Image: Radu Andrei Razvan

Read Zechariah 7

“There’s nothing new to say on the subject. Don’t you still have the message of the earlier prophets from the time when Jerusalem was still a thriving, bustling city and the outlying countryside, the Negev and Shephelah, was populated? [This is the message that God gave Zechariah.] Well, the message hasn’t changed. God-of-the-Angel-Armies said then and says now:

    ‘Treat one another justly.

    Love your neighbors.

    Be compassionate with each other.

    Don’t take advantage of widows, orphans, visitors, and the poor.

    Don’t plot and scheme against one another—that’s evil.’

Zechariah 7:7-10 MSG

Each December following Christmas, I look forward to the start of a new year because it means I get to make a list, and I love me a good list.

What will I resolve to do this year? How many books should I aim to read? How much exercising will I probably not do but aspire to? What will my “word” be this year? 

Time to put Jingle Bells and its one-horse sleigh away: Oh what fun it is to write a resolution list!

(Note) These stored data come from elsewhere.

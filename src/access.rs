// Copyright 2020-2022 IOTA Stiftung
// SPDX-License-Identifier: Apache-2.0

//! Access descriptors: the small per-location records a transaction keeps while it runs,
//! discarded on commit or rollback.

use crate::object::{FieldOffset, TObject};
use crate::word::TypeTag;

/// A single recorded read: the location, which slot it hashed to, and the lock word
/// observed at the time of the read.
pub(crate) struct ReadAccess {
    pub(crate) obj: TObject,
    pub(crate) field: FieldOffset,
    pub(crate) slot: usize,
    pub(crate) observed_lock: u64,
}

impl ReadAccess {
    pub(crate) fn matches(&self, obj: &TObject, field: FieldOffset) -> bool {
        self.obj.id() == obj.id() && self.field == field
    }
}

/// A single pending write: the location, its declared type, the pending bit pattern, and
/// the lock word that was present on the slot before this transaction acquired it.
pub(crate) struct WriteAccess {
    pub(crate) obj: TObject,
    pub(crate) field: FieldOffset,
    pub(crate) tag: TypeTag,
    pub(crate) pending_value: u64,
    pub(crate) previous_lock: u64,
}

impl WriteAccess {
    pub(crate) fn matches(&self, obj: &TObject, field: FieldOffset) -> bool {
        self.obj.id() == obj.id() && self.field == field
    }
}

/// The chain of writes rooted at one lock-table slot. More than one entry means distinct
/// locations hashed to the same slot within this transaction; they share the slot's single
/// ownership and are all published (or all rolled back) together.
pub(crate) struct WriteChain {
    entries: Vec<WriteAccess>,
}

impl WriteChain {
    pub(crate) fn new(first: WriteAccess) -> Self {
        Self { entries: vec![first] }
    }

    /// The lock value the slot held before this transaction's chain first acquired it --
    /// shared by every entry in the chain, since only the first acquisition observed it.
    pub(crate) fn previous_lock(&self) -> u64 {
        self.entries[0].previous_lock
    }

    pub(crate) fn find(&self, obj: &TObject, field: FieldOffset) -> Option<&WriteAccess> {
        self.entries.iter().find(|w| w.matches(obj, field))
    }

    pub(crate) fn find_mut(&mut self, obj: &TObject, field: FieldOffset) -> Option<&mut WriteAccess> {
        self.entries.iter_mut().find(|w| w.matches(obj, field))
    }

    pub(crate) fn push(&mut self, obj: TObject, field: FieldOffset, tag: TypeTag, pending_value: u64) {
        let previous_lock = self.previous_lock();
        self.entries.push(WriteAccess {
            obj,
            field,
            tag,
            pending_value,
            previous_lock,
        });
    }

    pub(crate) fn iter(&self) -> impl Iterator<Item = &WriteAccess> {
        self.entries.iter()
    }
}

I could probably save myself a lot of time by pulling up last year’s list, and the year before last, and the year before last, because, like God reports through Zechariah, “There’s nothing new to say on the subject.” I have the old lists. I know what it is I want to do, what it is that God requires of me, like he spoke through the prophet Micah:

But he’s already made it plain how to live, what to do,

    what God is looking for in men and women.

It’s quite simple: Do what is fair and just to your neighbor,

    be compassionate and loyal in your love,

And don’t take yourself too seriously—

    take God seriously.

Micah 6:8 MSG

Zechariah’s prophecy was written over 500 years before Jesus’ birth. When Jesus taught his disciples, there apparently wasn’t much new to be said on the subject in that day, either:

Then the King will say to those on his right, ‘Enter, you who are blessed by my Father! Take what’s coming to you in this kingdom. It’s been ready for you since the world’s foundation. And here’s why:

I was hungry and you fed me,

I was thirsty and you gave me a drink,

I was homeless and you gave me a room,

I was shivering and you gave me clothes,

I was sick and you stopped to visit,

I was in prison and you came to me.’

Matthew 25:34-36 MSG

The things the Lord requires of us haven’t changed in the last 2,000 years either. Jesus is still calling you and me to feed the hungry, house the homeless, care for the poor, treat the sick, and visit the imprisoned. Jesus is still calling you and me to act justly, to love mercy, and to walk humbly. Jesus is still calling us to love one another and be compassionate towards each other. 

The message hasn’t changed. We’re just really, really slow to catch on.

The radical, compassionate, revolutionary love of Jesus Christ is still hard for most of us to believe, and yet it is the way we are called to walk, the different life we are called to live, the glowing witness of the love of God we’re supposed to be.

Maybe this year’s list ought to be informed by the prophets of old and the Son of God, who makes all things new. Even my resolutions.

Points of Reflection

  1. What are the ways your church, your family, or your community actively supports or engages with the populations God seems to care about in these verses?
  2. If you put together a list of resolutions this year, what could you add or revise that would help you walk closer in alignment with what God seems to expect of us in these passages?

For the Kids

  1. Who does God say we should be caring for?
  2. What similarities do you see in the verses that were shared today?

Action

The call to care for all of the world’s hurting can be overwhelming, but God doesn’t really call you to save the world. That’s God’s job, and he actually did that already, through his Son, Jesus, so stop fussing so much. Maybe just pick one of your heart’s passions—the widows, the orphans, the homeless, the immigrants, the elderly, the sick, the infants, the imprisoned, the abused, the addicted, the estranged, the outcasts, the planet—and give some of your time and energy to loving and caring for them. This year, make this small obedience an exercise of your trust in God, a response of gratitude and love.

Readings

If you grew up in the “Every Tribe, Tongue, and Nation” evangelical mission movement, like me, maybe you felt as if the only way you could make a difference and live for God was to go out there—somewhere—and save the world. In Dangerous Territory: My Misguided Quest to Save the World, Amy Peterson shares what it was like to take up the charge and “set the world on fire” for Christ as a missionary, and what she learned along the way about obedience to Christ and her identity as a follower of God.